Visibility is another challenge, given the marketing budgets of competitor destinations such as the USA and New Zealand, but currency fluctuations are working in Rocky Mountaineer’s favour: “It’s much better value to visit Canada than the US right now,” Upshall says.
He resists the notion that the high price tag of an exclusive product could be a deterrent, but, given the package focus, he has no need to publicise rates for the rail segment.
“Price doesn’t really come into it,” he says. “Our customers know we are the best way to experience the Rockies. We offer good value for a one-off experience and, when you look at the full package, it is affordable. I’ve seen entry-level pricing for £2,299 for 14 days, including flights, an inside cabin on a cruise and Silver Leaf service. And when you compare us with other luxury rail experiences, such as the Orient-Express and the Blue Train, we are competitive.”
The core products are two-day all-daylight services: First Passage to the West, connecting Vancouver and Banff (up to three departures a week in both directions) and Journey through the Clouds, between Vancouver and Jasper (two departures a week in both directions).
Coastal Passage adds Seattle – with 12 departures on offer through the May to September cruise season. Rainforest to Gold Rush is a weekly departure in either direction that links Vancouver and Jasper via Quesnel and Whistler.
“You can combine the routes into one full-circle journey, with packages starting from seven days; an increasing number are choosing to do that,” says Upshall. With Rocky Mountaineer rarely booked as a standalone product, the focus for the European team of six, which also covers the Middle East, Africa and India, is solely on trade.

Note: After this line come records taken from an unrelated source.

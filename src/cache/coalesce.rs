//! Single-flight refresh locks
//!
//! A key gets a lock only while someone is refreshing it or waiting to. The
//! last guard released for a key removes the lock again, so the table tracks
//! in-flight refreshes and not every key ever refreshed.

use std::collections::HashMap;
use std::sync::{Arc, Mutex, PoisonError};
use tokio::sync::OwnedMutexGuard;

type KeyLock = Arc<tokio::sync::Mutex<()>>;

/// Per-key async locks used to serialise upstream refreshes
#[derive(Debug, Default)]
pub(crate) struct RefreshCoalescer {
    locks: Mutex<HashMap<String, KeyLock>>,
}

/// Exclusive right to refresh one key
///
/// Dropping it wakes the next waiter, or forgets the key when nobody waits.
pub(crate) struct RefreshGuard<'a> {
    coalescer: &'a RefreshCoalescer,
    key: String,
    held: Option<OwnedMutexGuard<()>>,
}

impl RefreshCoalescer {
    pub(crate) fn new() -> Self {
        Self::default()
    }

    /// Waits until no other caller is refreshing `key`
    pub(crate) async fn acquire(&self, key: &str) -> RefreshGuard<'_> {
        let lock = {
            let mut locks = self.locks.lock().unwrap_or_else(PoisonError::into_inner);
            Arc::clone(locks.entry(key.to_string()).or_default())
        };

        RefreshGuard {
            coalescer: self,
            key: key.to_string(),
            held: Some(lock.lock_owned().await),
        }
    }

    /// Number of keys with a refresh in flight or queued
    pub(crate) fn len(&self) -> usize {
        self.locks
            .lock()
            .unwrap_or_else(PoisonError::into_inner)
            .len()
    }
}

impl Drop for RefreshGuard<'_> {
    fn drop(&mut self) {
        drop(self.held.take());

        let mut locks = self
            .coalescer
            .locks
            .lock()
            .unwrap_or_else(PoisonError::into_inner);
        // Only the table's own handle left: no holder, no waiter.
        if locks
            .get(&self.key)
            .is_some_and(|lock| Arc::strong_count(lock) == 1)
        {
            locks.remove(&self.key);
        }
    }
}
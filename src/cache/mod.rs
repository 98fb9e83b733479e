//! Cache module for fronting upstream APIs
//!
//! This module provides an in-memory caching proxy with a fixed freshness
//! window. It supports graceful degradation by serving expired entries when a
//! refresh fails, so callers keep getting the last known-good payload while the
//! upstream is down.

mod clock;
mod coalesce;
mod key;
mod proxy;
mod store;

pub use clock::{Clock, ManualClock, SystemClock};
pub use key::{cache_key, normalize_endpoint};
pub use proxy::{CacheError, CacheOutcome, CacheProxy, DEFAULT_FRESHNESS_WINDOW};
pub use store::{CacheEntry, CacheStore};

“The average length of stay for a Rocky Mountaineer guest in Canada is 18 days and we are commonly integrated into a land, sea, air and rail package. Our European model is tour operator driven. From an agency perspective, we’re a component of a package you’d book through the likes of Canadian specialists Travel 2, Prestige Holidays and 1st Class Holidays.”

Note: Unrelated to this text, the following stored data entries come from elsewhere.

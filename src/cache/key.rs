//! Cache key derivation
//!
//! Identical logical queries must share one cache entry, so parameters are
//! sorted before they are folded into the key. Distinct queries must never
//! share one, so names and values are form-encoded.

use url::form_urlencoded;

/// Strips leading and trailing slashes from an endpoint path
///
/// The upstream client resolves URLs with the same normalisation, so two
/// endpoints that share a key also share a request URL.
pub fn normalize_endpoint(endpoint: &str) -> &str {
    endpoint.trim_matches('/')
}

/// Builds the cache key for an upstream endpoint and its query parameters
///
/// Leading and trailing slashes on the endpoint are ignored. Parameters are
/// ordered by name, then by value, so `a=1&b=2` and `b=2&a=1` map to the same
/// key. A `&` or `=` inside a name or value is percent-encoded and cannot be
/// mistaken for a separator.
///
/// # Examples
/// ```
/// use govdata::cache::cache_key;
///
/// let params = [("semester_id", "20241"), ("kode_wilayah", "000000")];
/// assert_eq!(
///     cache_key("/rekap/dataSekolah", &params),
///     "rekap/dataSekolah?kode_wilayah=000000&semester_id=20241"
/// );
/// ```
pub fn cache_key<K, V>(endpoint: &str, params: &[(K, V)]) -> String
where
    K: AsRef<str>,
    V: AsRef<str>,
{
    let endpoint = normalize_endpoint(endpoint);
    if params.is_empty() {
        return endpoint.to_string();
    }

    let mut pairs: Vec<(&str, &str)> = params
        .iter()
        .map(|(k, v)| (k.as_ref(), v.as_ref()))
        .collect();
    pairs.sort_unstable();

    let query = form_urlencoded::Serializer::new(String::new())
        .extend_pairs(pairs)
        .finish();

    format!("{}?{}", endpoint, query)
}
//! HTTP client for the schools-data API
//!
//! Every failure mode (network, non-2xx status, unparseable body) is reported
//! as an [`UpstreamError`]; the cache proxy treats them all the same way.

use reqwest::Client;
use serde::de::DeserializeOwned;
use std::time::Duration;
use thiserror::Error;
use tracing::debug;

use crate::cache::normalize_endpoint;

/// Errors that can occur when querying the upstream API
#[derive(Debug, Error)]
pub enum UpstreamError {
    /// HTTP request failed (connection, TLS, timeout)
    #[error("HTTP request failed: {0}")]
    Request(#[from] reqwest::Error),

    /// Upstream answered with a non-success status
    #[error("Upstream returned HTTP {status} for {url}")]
    Status { status: u16, url: String },

    /// Response body was not the expected JSON
    #[error("Failed to parse upstream response: {0}")]
    Parse(#[from] serde_json::Error),
}

/// Client for the upstream JSON API
#[derive(Debug, Clone)]
pub struct UpstreamClient {
    /// HTTP client for making requests
    http_client: Client,
    /// Base URL every endpoint is resolved against
    base_url: String,
}

impl UpstreamClient {
    /// Creates a client whose requests time out after `timeout`
    pub fn new(base_url: impl Into<String>, timeout: Duration) -> Result<Self, UpstreamError> {
        let http_client = Client::builder()
            .timeout(timeout)
            .user_agent(concat!("govdata/", env!("CARGO_PKG_VERSION")))
            .build()?;
        Ok(Self::with_client(http_client, base_url))
    }

    /// Creates a client around an existing reqwest [`Client`]
    pub fn with_client(http_client: Client, base_url: impl Into<String>) -> Self {
        Self {
            http_client,
            base_url: base_url.into(),
        }
    }

    /// The base URL endpoints are resolved against
    pub fn base_url(&self) -> &str {
        &self.base_url
    }

    /// Builds the full URL for an endpoint, without query parameters
    ///
    /// The endpoint is normalised the same way as in cache keys.
    pub fn endpoint_url(&self, endpoint: &str) -> String {
        format!(
            "{}/{}",
            self.base_url.trim_end_matches('/'),
            normalize_endpoint(endpoint)
        )
    }

    /// Performs a GET on `endpoint` and parses the JSON body
    ///
    /// # Arguments
    /// * `endpoint` - Path relative to the base URL (e.g., "dataSekolah")
    /// * `params` - Query parameters, URL-encoded by reqwest
    ///
    /// # Returns
    /// * `Ok(T)` - The parsed body of a 2xx response
    /// * `Err(UpstreamError)` - On network failure, non-2xx status or bad JSON
    pub async fn get_json<T: DeserializeOwned>(
        &self,
        endpoint: &str,
        params: &[(String, String)],
    ) -> Result<T, UpstreamError> {
        let url = self.endpoint_url(endpoint);
        debug!(%url, params = params.len(), "requesting upstream");

        let response = self.http_client.get(&url).query(params).send().await?;

        let status = response.status();
        if !status.is_success() {
            return Err(UpstreamError::Status {
                status: status.as_u16(),
                url,
            });
        }

        let text = response.text().await?;
        Ok(serde_json::from_str(&text)?)
    }
}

The team’s newest recruit demonstrates that commitment to the trade. A new role of training and sales executive for UK & Ireland was filled by Sarah Revell at the tail end of last year. “Sarah’s main purpose is to get out on the road and see those agents we don’t really talk to, in partnership with our B2B operators. She’ll also start growing brand awareness in Ireland and devote time to events, such as Cruise Trade News’ Cruise Challenge.”
“We’re 100% behind the trade,” he adds. “It’s our bread and butter, and where we invest.”

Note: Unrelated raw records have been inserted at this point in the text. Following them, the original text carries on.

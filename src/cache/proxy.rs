//! Stale-tolerant caching proxy for upstream reads
//!
//! Serves a cached payload while it is younger than the freshness window,
//! refreshes it from the upstream otherwise, and falls back to the last
//! known-good payload when the refresh fails. The caller only sees an error
//! when the upstream fails and nothing has ever been cached for the key.

use chrono::{DateTime, Utc};
use std::fmt;
use std::future::Future;
use std::sync::Arc;
use std::time::Duration;
use thiserror::Error;
use tracing::{debug, info, warn};

use super::clock::{Clock, SystemClock};
use super::coalesce::RefreshCoalescer;
use super::store::CacheStore;

/// Default freshness window (one hour)
pub const DEFAULT_FRESHNESS_WINDOW: Duration = Duration::from_secs(3600);

/// Errors surfaced by [`CacheProxy::get_data`]
#[derive(Debug, Error)]
pub enum CacheError<E> {
    /// The upstream fetch failed and there is no cached payload to fall back on
    #[error("no data available for '{key}': {source}")]
    NoDataAvailable {
        /// The key that was requested
        key: String,
        /// The upstream failure
        #[source]
        source: E,
    },
}

impl<E> CacheError<E> {
    /// The cache key the failed lookup was for
    pub fn key(&self) -> &str {
        match self {
            CacheError::NoDataAvailable { key, .. } => key,
        }
    }

    /// Consumes the error and returns the upstream failure
    pub fn into_source(self) -> E {
        match self {
            CacheError::NoDataAvailable { source, .. } => source,
        }
    }
}

/// Which path served a lookup
///
/// Meant for logs and metrics. Callers should present fresh and stale
/// payloads identically.
#[derive(Debug, Clone, Copy, PartialEq, Eq)]
pub enum CacheOutcome {
    /// Served from cache within the freshness window, no upstream call
    Fresh,
    /// Fetched from the upstream and stored
    Refreshed,
    /// The upstream failed and an expired entry was served instead
    Stale,
}

impl fmt::Display for CacheOutcome {
    fn fmt(&self, f: &mut fmt::Formatter<'_>) -> fmt::Result {
        let label = match self {
            CacheOutcome::Fresh => "fresh",
            CacheOutcome::Refreshed => "refreshed",
            CacheOutcome::Stale => "stale",
        };
        f.write_str(label)
    }
}

/// Caching proxy in front of a slow or unreliable upstream
///
/// The store is handed in at construction and may be shared with other
/// proxies. The payload type is chosen by the caller, so the proxy never needs
/// to know the upstream schema.
pub struct CacheProxy<T> {
    store: Arc<CacheStore<T>>,
    clock: Arc<dyn Clock>,
    freshness_window: Duration,
    coalescer: Option<RefreshCoalescer>,
}

impl<T> CacheProxy<T> {
    /// Creates a proxy using wall-clock time
    pub fn new(freshness_window: Duration) -> Self {
        Self::with_clock(freshness_window, Arc::new(SystemClock))
    }

    /// Creates a proxy with a custom time source and an empty store
    pub fn with_clock(freshness_window: Duration, clock: Arc<dyn Clock>) -> Self {
        Self::with_store(freshness_window, clock, Arc::new(CacheStore::new()))
    }

    /// Creates a proxy over an existing store
    ///
    /// Entries already in `store` are served as if this proxy had fetched
    /// them, and refreshes are visible to every proxy sharing it.
    pub fn with_store(
        freshness_window: Duration,
        clock: Arc<dyn Clock>,
        store: Arc<CacheStore<T>>,
    ) -> Self {
        Self {
            store,
            clock,
            freshness_window,
            coalescer: None,
        }
    }

    /// Enables or disables single-flight refreshes
    ///
    /// When enabled, concurrent callers that find the same key stale wait on
    /// one another instead of each issuing an upstream request. Whoever gets
    /// the key second re-checks the cache before fetching.
    pub fn with_single_flight(mut self, enabled: bool) -> Self {
        self.coalescer = enabled.then(RefreshCoalescer::new);
        self
    }

    /// The configured freshness window
    pub fn freshness_window(&self) -> Duration {
        self.freshness_window
    }

    /// Whether concurrent refreshes of one key are coalesced
    pub fn single_flight(&self) -> bool {
        self.coalescer.is_some()
    }

    /// The backing store
    pub fn store(&self) -> &Arc<CacheStore<T>> {
        &self.store
    }

    /// Number of keys currently cached
    pub fn len(&self) -> usize {
        self.store.len()
    }

    /// Whether nothing has been cached yet
    pub fn is_empty(&self) -> bool {
        self.store.is_empty()
    }

    /// Returns the cached payload and its fetch time without touching the upstream
    pub fn peek(&self, key: &str) -> Option<(Arc<T>, DateTime<Utc>)> {
        self.store
            .get(key)
            .map(|entry| (entry.payload, entry.fetched_at))
    }

    /// Returns the payload for `key`, fetching it through `fetch_fn` if needed
    ///
    /// # Arguments
    /// * `key` - Identifies the logical upstream query
    /// * `fetch_fn` - Performs one upstream request; only called on a miss or
    ///   when the cached entry is older than the freshness window
    ///
    /// # Returns
    /// * `Ok(payload)` - Fresh, refreshed, or (if the refresh failed) stale data
    /// * `Err(CacheError::NoDataAvailable)` - The fetch failed and nothing was cached
    pub async fn get_data<F, Fut, E>(&self, key: &str, fetch_fn: F) -> Result<Arc<T>, CacheError<E>>
    where
        F: FnOnce() -> Fut,
        Fut: Future<Output = Result<T, E>>,
        E: fmt::Display,
    {
        self.get_data_traced(key, fetch_fn)
            .await
            .map(|(payload, _)| payload)
    }

    /// Same as [`get_data`](Self::get_data), also reporting which path served the call
    pub async fn get_data_traced<F, Fut, E>(
        &self,
        key: &str,
        fetch_fn: F,
    ) -> Result<(Arc<T>, CacheOutcome), CacheError<E>>
    where
        F: FnOnce() -> Fut,
        Fut: Future<Output = Result<T, E>>,
        E: fmt::Display,
    {
        if let Some(payload) = self.fresh_payload(key) {
            debug!(key, "cache hit");
            return Ok((payload, CacheOutcome::Fresh));
        }

        // Held until the refresh below has been stored.
        let _refresh_guard = match &self.coalescer {
            Some(coalescer) => {
                let guard = coalescer.acquire(key).await;
                if let Some(payload) = self.fresh_payload(key) {
                    debug!(key, "refreshed by a concurrent caller");
                    return Ok((payload, CacheOutcome::Fresh));
                }
                Some(guard)
            }
            None => None,
        };

        match fetch_fn().await {
            Ok(payload) => {
                let payload = Arc::new(payload);
                self.store.put(key, Arc::clone(&payload), self.clock.now());
                info!(key, "cache refreshed from upstream");
                Ok((payload, CacheOutcome::Refreshed))
            }
            Err(error) => match self.store.get(key) {
                Some(entry) => {
                    warn!(
                        key,
                        fetched_at = %entry.fetched_at,
                        error = %error,
                        "upstream fetch failed, serving stale entry"
                    );
                    Ok((entry.payload, CacheOutcome::Stale))
                }
                None => {
                    warn!(key, error = %error, "upstream fetch failed and nothing is cached");
                    Err(CacheError::NoDataAvailable {
                        key: key.to_string(),
                        source: error,
                    })
                }
            },
        }
    }

    fn fresh_payload(&self, key: &str) -> Option<Arc<T>> {
        let entry = self.store.get(key)?;
        self.is_fresh(entry.fetched_at).then_some(entry.payload)
    }

    fn is_fresh(&self, fetched_at: DateTime<Utc>) -> bool {
        match (self.clock.now() - fetched_at).to_std() {
            Ok(age) => age < self.freshness_window,
            // Clock went backwards: the entry cannot be older than the window.
            Err(_) => true,
        }
    }
}

impl<T> fmt::Debug for CacheProxy<T> {
    fn fmt(&self, f: &mut fmt::Formatter<'_>) -> fmt::Result {
        f.debug_struct("CacheProxy")
            .field("entries", &self.store.len())
            .field("freshness_window", &self.freshness_window)
            .field("single_flight", &self.single_flight())
            .field(
                "refreshing",
                &self.coalescer.as_ref().map_or(0, RefreshCoalescer::len),
            )
            .finish()
    }
}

Given the company’s focus on service delivery, he urges agents to recommend the product where possible.
“We have the highest guest satisfaction scores in the travel industry. We offer an exceptional guest experience in a must-see iconic environment. It’s the best way to experience the Rockies, sitting back, in comfort, enjoying culinary excellence in the unique setting of a train.”
He adds: “Guests come back completely satisfied and raving about the experience, which paints the agent in a good light, having recommended it.”